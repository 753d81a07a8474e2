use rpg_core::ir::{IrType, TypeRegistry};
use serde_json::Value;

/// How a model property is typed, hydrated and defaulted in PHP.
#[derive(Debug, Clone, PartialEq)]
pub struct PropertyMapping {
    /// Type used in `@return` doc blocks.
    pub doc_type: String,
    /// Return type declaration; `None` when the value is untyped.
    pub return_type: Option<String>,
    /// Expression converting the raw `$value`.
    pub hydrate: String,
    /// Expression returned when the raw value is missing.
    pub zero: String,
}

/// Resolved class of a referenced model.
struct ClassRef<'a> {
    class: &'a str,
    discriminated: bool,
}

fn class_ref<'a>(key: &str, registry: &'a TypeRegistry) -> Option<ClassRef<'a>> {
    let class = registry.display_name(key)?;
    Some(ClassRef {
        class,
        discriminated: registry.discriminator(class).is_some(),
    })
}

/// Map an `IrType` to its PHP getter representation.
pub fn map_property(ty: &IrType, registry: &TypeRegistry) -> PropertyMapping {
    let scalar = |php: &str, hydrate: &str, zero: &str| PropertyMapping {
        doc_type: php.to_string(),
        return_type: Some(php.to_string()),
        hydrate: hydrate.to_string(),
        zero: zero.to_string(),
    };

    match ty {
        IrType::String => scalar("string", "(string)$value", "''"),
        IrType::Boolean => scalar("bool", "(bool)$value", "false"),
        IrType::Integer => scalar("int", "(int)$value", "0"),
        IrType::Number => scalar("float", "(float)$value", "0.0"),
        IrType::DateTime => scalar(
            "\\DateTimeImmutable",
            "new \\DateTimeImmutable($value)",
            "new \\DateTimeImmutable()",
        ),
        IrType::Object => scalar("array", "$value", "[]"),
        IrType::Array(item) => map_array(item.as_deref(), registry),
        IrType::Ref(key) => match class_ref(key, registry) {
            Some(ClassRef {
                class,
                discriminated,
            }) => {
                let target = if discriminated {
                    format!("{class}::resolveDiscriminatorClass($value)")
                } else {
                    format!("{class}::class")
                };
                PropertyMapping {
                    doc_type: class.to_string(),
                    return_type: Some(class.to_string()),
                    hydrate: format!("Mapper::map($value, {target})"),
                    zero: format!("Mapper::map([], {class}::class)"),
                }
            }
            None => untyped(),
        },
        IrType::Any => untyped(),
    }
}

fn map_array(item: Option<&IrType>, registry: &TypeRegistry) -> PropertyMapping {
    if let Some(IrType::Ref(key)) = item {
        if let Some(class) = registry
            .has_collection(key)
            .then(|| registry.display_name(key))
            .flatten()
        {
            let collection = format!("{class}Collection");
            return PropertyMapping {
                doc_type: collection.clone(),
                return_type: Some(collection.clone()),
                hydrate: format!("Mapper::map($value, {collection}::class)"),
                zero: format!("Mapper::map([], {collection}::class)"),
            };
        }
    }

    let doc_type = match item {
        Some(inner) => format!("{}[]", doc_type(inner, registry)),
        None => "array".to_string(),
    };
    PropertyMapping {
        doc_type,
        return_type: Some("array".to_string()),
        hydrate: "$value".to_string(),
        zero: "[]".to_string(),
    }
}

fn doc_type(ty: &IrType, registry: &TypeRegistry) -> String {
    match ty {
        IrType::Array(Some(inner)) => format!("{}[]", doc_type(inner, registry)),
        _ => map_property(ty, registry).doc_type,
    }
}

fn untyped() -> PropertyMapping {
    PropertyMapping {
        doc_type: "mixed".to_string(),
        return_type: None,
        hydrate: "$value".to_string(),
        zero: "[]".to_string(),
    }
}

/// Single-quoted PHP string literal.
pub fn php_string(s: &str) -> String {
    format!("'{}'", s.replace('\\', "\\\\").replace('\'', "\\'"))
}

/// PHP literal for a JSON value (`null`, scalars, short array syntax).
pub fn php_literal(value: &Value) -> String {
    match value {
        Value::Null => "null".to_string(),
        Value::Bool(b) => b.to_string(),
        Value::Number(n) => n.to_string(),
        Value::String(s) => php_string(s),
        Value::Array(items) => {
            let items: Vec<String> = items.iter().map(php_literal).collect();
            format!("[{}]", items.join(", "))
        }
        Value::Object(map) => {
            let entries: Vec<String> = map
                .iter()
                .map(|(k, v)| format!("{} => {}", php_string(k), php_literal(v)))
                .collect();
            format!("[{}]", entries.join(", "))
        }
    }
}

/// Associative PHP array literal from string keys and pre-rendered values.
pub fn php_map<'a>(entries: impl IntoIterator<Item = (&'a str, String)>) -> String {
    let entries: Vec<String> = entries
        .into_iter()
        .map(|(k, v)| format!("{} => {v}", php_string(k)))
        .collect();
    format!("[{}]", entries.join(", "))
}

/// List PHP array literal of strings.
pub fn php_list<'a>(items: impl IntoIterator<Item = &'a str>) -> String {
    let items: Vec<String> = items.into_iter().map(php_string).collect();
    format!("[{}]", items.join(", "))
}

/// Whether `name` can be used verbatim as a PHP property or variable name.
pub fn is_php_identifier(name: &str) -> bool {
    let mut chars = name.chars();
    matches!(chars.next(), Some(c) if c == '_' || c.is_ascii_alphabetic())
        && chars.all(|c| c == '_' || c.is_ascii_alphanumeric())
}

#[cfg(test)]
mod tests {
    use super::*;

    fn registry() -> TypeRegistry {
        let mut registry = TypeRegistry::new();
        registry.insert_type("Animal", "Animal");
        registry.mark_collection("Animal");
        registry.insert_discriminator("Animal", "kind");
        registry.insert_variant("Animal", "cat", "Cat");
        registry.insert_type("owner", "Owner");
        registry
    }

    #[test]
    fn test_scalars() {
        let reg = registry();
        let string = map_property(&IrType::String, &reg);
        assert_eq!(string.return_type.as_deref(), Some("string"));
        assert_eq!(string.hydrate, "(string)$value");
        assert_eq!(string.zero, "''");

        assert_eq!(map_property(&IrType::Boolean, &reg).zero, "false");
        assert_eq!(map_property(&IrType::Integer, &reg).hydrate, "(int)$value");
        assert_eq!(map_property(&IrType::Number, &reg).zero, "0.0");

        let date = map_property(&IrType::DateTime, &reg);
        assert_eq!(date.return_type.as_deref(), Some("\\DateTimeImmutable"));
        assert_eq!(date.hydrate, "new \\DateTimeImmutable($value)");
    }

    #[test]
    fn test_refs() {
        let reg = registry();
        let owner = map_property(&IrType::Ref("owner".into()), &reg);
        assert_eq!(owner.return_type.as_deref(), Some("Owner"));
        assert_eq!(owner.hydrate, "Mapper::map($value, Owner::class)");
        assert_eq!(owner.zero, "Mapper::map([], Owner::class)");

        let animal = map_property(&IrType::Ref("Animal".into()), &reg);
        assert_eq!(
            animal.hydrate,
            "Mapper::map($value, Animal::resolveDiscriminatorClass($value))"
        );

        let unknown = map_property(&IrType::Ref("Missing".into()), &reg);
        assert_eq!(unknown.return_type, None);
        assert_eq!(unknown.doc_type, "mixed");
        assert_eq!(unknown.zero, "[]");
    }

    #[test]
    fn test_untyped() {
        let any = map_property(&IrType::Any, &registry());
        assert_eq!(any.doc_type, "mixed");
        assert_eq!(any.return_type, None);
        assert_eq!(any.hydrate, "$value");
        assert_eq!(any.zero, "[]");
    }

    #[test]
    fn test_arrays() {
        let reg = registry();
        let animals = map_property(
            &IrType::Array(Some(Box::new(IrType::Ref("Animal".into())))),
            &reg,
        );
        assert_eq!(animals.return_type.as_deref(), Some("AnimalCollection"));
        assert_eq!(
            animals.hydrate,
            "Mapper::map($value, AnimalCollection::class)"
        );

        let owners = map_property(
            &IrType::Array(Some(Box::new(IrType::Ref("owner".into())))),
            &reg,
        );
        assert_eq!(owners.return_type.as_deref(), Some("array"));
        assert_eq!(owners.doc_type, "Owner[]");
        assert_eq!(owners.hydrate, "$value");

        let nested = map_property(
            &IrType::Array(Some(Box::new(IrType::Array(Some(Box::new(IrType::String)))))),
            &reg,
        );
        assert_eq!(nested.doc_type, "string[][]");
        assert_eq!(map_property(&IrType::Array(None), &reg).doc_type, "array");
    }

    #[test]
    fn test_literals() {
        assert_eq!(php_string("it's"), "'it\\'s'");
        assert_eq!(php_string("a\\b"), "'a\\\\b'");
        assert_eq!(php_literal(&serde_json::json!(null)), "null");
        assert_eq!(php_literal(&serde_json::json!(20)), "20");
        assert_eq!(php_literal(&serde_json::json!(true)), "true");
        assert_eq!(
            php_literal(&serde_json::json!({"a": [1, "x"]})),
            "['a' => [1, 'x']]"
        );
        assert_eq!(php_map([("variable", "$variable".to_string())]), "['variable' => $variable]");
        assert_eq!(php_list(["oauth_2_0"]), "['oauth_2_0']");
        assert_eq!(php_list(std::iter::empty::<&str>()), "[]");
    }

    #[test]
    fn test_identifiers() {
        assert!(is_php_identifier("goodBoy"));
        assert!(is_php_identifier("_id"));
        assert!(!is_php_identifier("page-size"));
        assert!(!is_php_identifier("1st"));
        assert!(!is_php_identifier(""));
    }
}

* * * * * * * * *

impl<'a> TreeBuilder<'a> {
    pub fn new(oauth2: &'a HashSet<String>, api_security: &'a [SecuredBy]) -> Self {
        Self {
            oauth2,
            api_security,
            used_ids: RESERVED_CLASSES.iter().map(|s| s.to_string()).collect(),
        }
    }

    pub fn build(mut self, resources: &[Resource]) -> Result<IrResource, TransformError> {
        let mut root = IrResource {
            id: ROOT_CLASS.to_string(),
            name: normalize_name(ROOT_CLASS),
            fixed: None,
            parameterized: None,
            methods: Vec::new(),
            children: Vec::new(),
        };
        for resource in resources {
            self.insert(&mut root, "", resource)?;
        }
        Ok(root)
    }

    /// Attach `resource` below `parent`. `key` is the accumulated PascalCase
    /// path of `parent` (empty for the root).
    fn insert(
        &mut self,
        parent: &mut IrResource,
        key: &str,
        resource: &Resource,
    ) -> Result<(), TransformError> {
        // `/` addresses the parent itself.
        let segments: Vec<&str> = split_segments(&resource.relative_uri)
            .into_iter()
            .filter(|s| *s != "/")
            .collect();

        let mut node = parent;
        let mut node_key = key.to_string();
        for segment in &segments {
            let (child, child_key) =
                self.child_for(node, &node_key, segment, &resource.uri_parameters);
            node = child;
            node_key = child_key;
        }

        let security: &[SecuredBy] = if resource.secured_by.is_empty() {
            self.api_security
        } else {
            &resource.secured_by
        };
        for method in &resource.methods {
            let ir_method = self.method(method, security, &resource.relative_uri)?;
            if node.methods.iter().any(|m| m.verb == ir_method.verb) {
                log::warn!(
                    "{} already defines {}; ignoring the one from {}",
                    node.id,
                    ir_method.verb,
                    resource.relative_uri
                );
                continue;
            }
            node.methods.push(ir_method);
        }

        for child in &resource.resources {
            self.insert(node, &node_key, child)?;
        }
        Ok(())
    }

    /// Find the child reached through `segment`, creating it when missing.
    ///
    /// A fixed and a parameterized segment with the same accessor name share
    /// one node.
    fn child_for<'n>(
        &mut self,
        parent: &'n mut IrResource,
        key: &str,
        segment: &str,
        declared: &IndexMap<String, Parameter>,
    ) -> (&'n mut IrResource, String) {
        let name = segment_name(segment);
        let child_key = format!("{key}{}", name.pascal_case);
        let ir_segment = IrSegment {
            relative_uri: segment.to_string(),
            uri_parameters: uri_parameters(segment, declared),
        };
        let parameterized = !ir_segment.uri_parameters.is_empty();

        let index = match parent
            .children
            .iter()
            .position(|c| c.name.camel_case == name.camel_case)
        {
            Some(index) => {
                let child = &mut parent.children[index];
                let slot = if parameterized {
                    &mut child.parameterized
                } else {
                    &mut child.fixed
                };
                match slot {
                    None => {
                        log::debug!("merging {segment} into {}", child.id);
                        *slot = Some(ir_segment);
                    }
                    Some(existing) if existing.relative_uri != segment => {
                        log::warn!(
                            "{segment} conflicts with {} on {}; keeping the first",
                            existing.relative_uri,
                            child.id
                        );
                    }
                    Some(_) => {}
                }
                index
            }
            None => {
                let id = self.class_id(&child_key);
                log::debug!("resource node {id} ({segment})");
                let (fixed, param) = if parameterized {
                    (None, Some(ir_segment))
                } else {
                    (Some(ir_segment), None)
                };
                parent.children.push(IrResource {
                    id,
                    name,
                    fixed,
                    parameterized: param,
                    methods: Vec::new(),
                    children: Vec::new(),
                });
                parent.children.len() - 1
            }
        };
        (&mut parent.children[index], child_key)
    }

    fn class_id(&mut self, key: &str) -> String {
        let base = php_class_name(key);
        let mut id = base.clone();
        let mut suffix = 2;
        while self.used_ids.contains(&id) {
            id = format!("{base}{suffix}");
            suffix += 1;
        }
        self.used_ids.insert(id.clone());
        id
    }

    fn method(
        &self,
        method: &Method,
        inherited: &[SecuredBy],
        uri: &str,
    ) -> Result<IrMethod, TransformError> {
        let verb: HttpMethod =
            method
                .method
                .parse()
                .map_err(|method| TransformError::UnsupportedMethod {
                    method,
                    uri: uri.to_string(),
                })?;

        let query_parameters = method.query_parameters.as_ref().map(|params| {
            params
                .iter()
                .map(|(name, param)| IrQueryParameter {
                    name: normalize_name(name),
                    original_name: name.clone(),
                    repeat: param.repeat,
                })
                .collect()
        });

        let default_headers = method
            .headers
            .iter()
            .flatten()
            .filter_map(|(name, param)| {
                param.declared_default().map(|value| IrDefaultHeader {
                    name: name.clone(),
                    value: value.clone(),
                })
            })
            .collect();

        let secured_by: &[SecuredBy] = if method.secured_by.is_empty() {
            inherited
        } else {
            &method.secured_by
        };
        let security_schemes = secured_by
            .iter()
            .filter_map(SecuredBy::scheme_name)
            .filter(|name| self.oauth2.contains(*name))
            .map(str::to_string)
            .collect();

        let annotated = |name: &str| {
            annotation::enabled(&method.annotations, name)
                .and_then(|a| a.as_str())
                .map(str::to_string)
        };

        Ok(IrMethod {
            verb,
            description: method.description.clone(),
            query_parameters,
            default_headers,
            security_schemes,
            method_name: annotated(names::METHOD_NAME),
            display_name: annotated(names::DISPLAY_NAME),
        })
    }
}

* * * * * * * * *

■ ASSIGNMENT
In the material above, find the line containing "repository 753d81a07a8474e2" and the line containing "Expression converting the", then write out exactly those two lines and every line between them, and nothing more.

■ RESULT FOR THIS TASK
repository 753d81a07a8474e2
use rpg_core::ir::{IrType, TypeRegistry};
use serde_json::Value;

/// How a model property is typed, hydrated and defaulted in PHP.
#[derive(Debug, Clone, PartialEq)]
pub struct PropertyMapping {
    /// Type used in `@return` doc blocks.
    pub doc_type: String,
    /// Return type declaration; `None` when the value is untyped.
    pub return_type: Option<String>,
    /// Expression converting the raw `$value`.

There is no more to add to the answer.